#### Requirement
Using the entries that follow, report the number of lines that include the string "FieldMetadata", without any other text.

#### Input data
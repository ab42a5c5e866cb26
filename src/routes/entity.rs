//! Entity CRUD routes built from route descriptors.
//! Each path gets one method router; the served entity travels as a request extension so the
//! handlers stay generic.

use crate::handlers::entity::{create, delete as delete_handler, list, read, update};
use crate::routes::{Operation, RouteDescriptor};
use crate::state::{AppState, BoundEntity};
use axum::{routing::MethodRouter, Extension, Router};
use std::collections::{BTreeMap, HashMap};

fn attach(router: MethodRouter<AppState>, operation: Operation) -> MethodRouter<AppState> {
    match operation {
        Operation::List => router.get(list),
        Operation::Create => router.post(create),
        Operation::Read => router.get(read),
        Operation::Update => router.post(update),
        Operation::Replace => router.put(update),
        Operation::Delete => router.delete(delete_handler),
    }
}

/// Register exactly the given descriptors. `bound` maps entity names to their runtime data.
pub fn entity_routes(routes: &[RouteDescriptor], bound: &HashMap<String, BoundEntity>) -> Router<AppState> {
    let mut by_path: BTreeMap<String, (&str, MethodRouter<AppState>)> = BTreeMap::new();
    for route in routes {
        let method_router = match by_path.remove(&route.axum_path()) {
            Some((_, existing)) => existing,
            None => MethodRouter::new(),
        };
        by_path.insert(
            route.axum_path(),
            (route.entity.as_str(), attach(method_router, route.operation)),
        );
    }

    let mut router = Router::new();
    for (path, (entity, method_router)) in by_path {
        let Some(bound) = bound.get(entity) else {
            tracing::warn!(entity = %entity, path = %path, "no entity bound for route, skipping");
            continue;
        };
        tracing::info!(entity = %entity, path = %path, "registering entity route");
        router = router.route(&path, method_router.layer(Extension(bound.clone())));
    }
    router
}
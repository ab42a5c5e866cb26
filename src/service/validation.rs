//! Request body validation against the synthesized input schemas.
//!
//! Only the subset of JSON Schema the synthesizer emits is interpreted: `type: object`,
//! `properties` (with `type`, `nullable`, `format`), `required` and
//! `additionalProperties: false`. Additional properties are removed rather than rejected.
//! Whole-valued floats sent for integer properties are rewritten as integers.

use crate::config::Entity;
use crate::error::AppError;
use crate::mapper::Row;
use crate::query::matches_format;
use serde_json::Value;

pub struct RequestValidator;

impl RequestValidator {
    /// Parse a raw request body into a JSON value.
    pub fn parse_body(bytes: &[u8]) -> Result<Value, AppError> {
        serde_json::from_slice(bytes).map_err(|_| AppError::BadRequest("body must be valid JSON".into()))
    }

    /// Validate `body` against `schema` and return it keyed by internal field names.
    pub fn validate(entity: &Entity, schema: &Value, body: Value) -> Result<Row, AppError> {
        let Value::Object(mut body) = body else {
            return Err(AppError::BadRequest("body must be object".into()));
        };

        if let Some(required) = schema.get("required").and_then(Value::as_array) {
            for name in required.iter().filter_map(Value::as_str) {
                if !body.contains_key(name) {
                    return Err(AppError::BadRequest(format!(
                        "body must have required property '{}'",
                        name
                    )));
                }
            }
        }

        let empty = serde_json::Map::new();
        let properties = schema.get("properties").and_then(Value::as_object).unwrap_or(&empty);
        body.retain(|name, _| properties.contains_key(name));

        let mut row = Row::new();
        for (name, mut value) in body {
            if let Some(property) = properties.get(&name) {
                value = validate_property(&name, property, value)?;
            }
            if let Some(field) = entity.field_by_api_name(&name) {
                row.insert(field.name.clone(), value);
            }
        }
        Ok(row)
    }
}

/// Check one property and return the value as it should be stored.
fn validate_property(name: &str, property: &Value, value: Value) -> Result<Value, AppError> {
    let nullable = property.get("nullable").and_then(Value::as_bool).unwrap_or(false);
    let expected = property.get("type").and_then(Value::as_str).unwrap_or("string");
    if value.is_null() {
        if nullable {
            return Ok(value);
        }
        return Err(type_error(name, expected));
    }
    let value = match expected {
        "string" if value.is_string() => value,
        "integer" => as_integer(&value).ok_or_else(|| type_error(name, expected))?,
        "number" if value.is_number() => value,
        "boolean" if value.is_boolean() => value,
        "string" | "number" | "boolean" => return Err(type_error(name, expected)),
        _ => value,
    };
    if let Some(format) = property.get("format").and_then(Value::as_str) {
        if !value.as_str().map(|s| matches_format(format, s)).unwrap_or(false) {
            return Err(AppError::BadRequest(format!(
                "body/{} must match format \"{}\"",
                name, format
            )));
        }
    }
    Ok(value)
}

/// Integers pass through; whole floats such as `1.0` become `1`.
fn as_integer(value: &Value) -> Option<Value> {
    if value.is_i64() || value.is_u64() {
        return Some(value.clone());
    }
    let f = value.as_f64()?;
    if f.fract() == 0.0 && f >= i64::MIN as f64 && f < i64::MAX as f64 {
        Some(Value::from(f as i64))
    } else {
        None
    }
}

fn type_error(name: &str, expected: &str) -> AppError {
    AppError::BadRequest(format!("body/{} must be {}", name, expected))
}

#[cfg(test)]
mod tests {
    use super::*;
    use crate::config::{resolve, ApiConfig, EntityMetadata, FieldMetadata, FieldType};
    use crate::schema::synthesize;
    use serde_json::json;
    use std::sync::Arc;

    fn pages() -> Arc<Entity> {
        let meta = EntityMetadata::new("pages", "id")
            .with_field(FieldMetadata::new("id", FieldType::Integer).with_default())
            .with_field(FieldMetadata::new("title", FieldType::String))
            .with_field(FieldMetadata::new("long_text", FieldType::String).nullable())
            .with_field(FieldMetadata::new("views", FieldType::Integer).with_default())
            .with_field(FieldMetadata::new("published_at", FieldType::Timestamp).nullable())
            .with_field(FieldMetadata::new("issued_on", FieldType::Date).nullable())
            .with_field(FieldMetadata::new("token", FieldType::Uuid).nullable());
        resolve(&[meta], &ApiConfig::default()).unwrap().entities[0].clone()
    }

    fn message(err: AppError) -> String {
        match err {
            AppError::BadRequest(m) => m,
            other => panic!("unexpected error: {other:?}"),
        }
    }

    #[test]
    fn maps_external_names_and_strips_unknown_properties() {
        let entity = pages();
        let schema = synthesize(&entity).create_input;
        let row = RequestValidator::validate(
            &entity,
            &schema,
            json!({ "id": 9, "title": "Hello", "longText": "x", "extra": true }),
        )
        .unwrap();
        assert_eq!(Value::Object(row), json!({ "title": "Hello", "long_text": "x" }));
    }

    #[test]
    fn missing_required_property() {
        let entity = pages();
        let schema = synthesize(&entity).create_input;
        let err = RequestValidator::validate(&entity, &schema, json!({ "tilte": "Hello" })).unwrap_err();
        assert_eq!(message(err), "body must have required property 'title'");
    }

    #[test]
    fn type_and_format_errors() {
        let entity = pages();
        let schema = synthesize(&entity).update_input;
        let cases = [
            (json!({ "title": 3 }), "body/title must be string"),
            (json!({ "title": null }), "body/title must be string"),
            (json!({ "views": 1.5 }), "body/views must be integer"),
            (json!({ "publishedAt": "soon" }), "body/publishedAt must match format \"date-time\""),
            (json!({ "issuedOn": "2024-13-01" }), "body/issuedOn must match format \"date\""),
            (json!({ "token": "not-a-uuid" }), "body/token must match format \"uuid\""),
            (json!([1, 2]), "body must be object"),
        ];
        for (body, expected) in cases {
            let err = RequestValidator::validate(&entity, &schema, body).unwrap_err();
            assert_eq!(message(err), expected);
        }
    }

    #[test]
    fn nullable_and_partial_updates_pass() {
        let entity = pages();
        let schema = synthesize(&entity).update_input;
        let row = RequestValidator::validate(
            &entity,
            &schema,
            json!({ "longText": null, "publishedAt": "2024-05-01T10:00:00Z" }),
        )
        .unwrap();
        assert_eq!(row.len(), 2);
        assert!(RequestValidator::validate(&entity, &schema, json!({})).unwrap().is_empty());
    }

    #[test]
    fn whole_floats_are_stored_as_integers() {
        let entity = pages();
        let schema = synthesize(&entity).update_input;
        let row = RequestValidator::validate(&entity, &schema, json!({ "views": 1.0 })).unwrap();
        assert_eq!(row["views"], json!(1));
        assert_eq!(
            crate::sql::PgBindValue::from_json(&row["views"]),
            crate::sql::PgBindValue::Text("1".into())
        );
        let err = RequestValidator::validate(&entity, &schema, json!({ "views": 1e300 })).unwrap_err();
        assert_eq!(message(err), "body/views must be integer");
    }

    #[test]
    fn dates_and_uuids_pass() {
        let entity = pages();
        let schema = synthesize(&entity).update_input;
        let row = RequestValidator::validate(
            &entity,
            &schema,
            json!({ "issuedOn": "2024-05-01", "token": "5f0c6a4e-2d1b-4a8e-9b57-0f3c2d1e4a6b" }),
        )
        .unwrap();
        assert_eq!(row["issued_on"], json!("2024-05-01"));
    }

    #[test]
    fn invalid_json() {
        assert_eq!(
            message(RequestValidator::parse_body(b"{nope").unwrap_err()),
            "body must be valid JSON"
        );
    }
}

#### Result for this task
8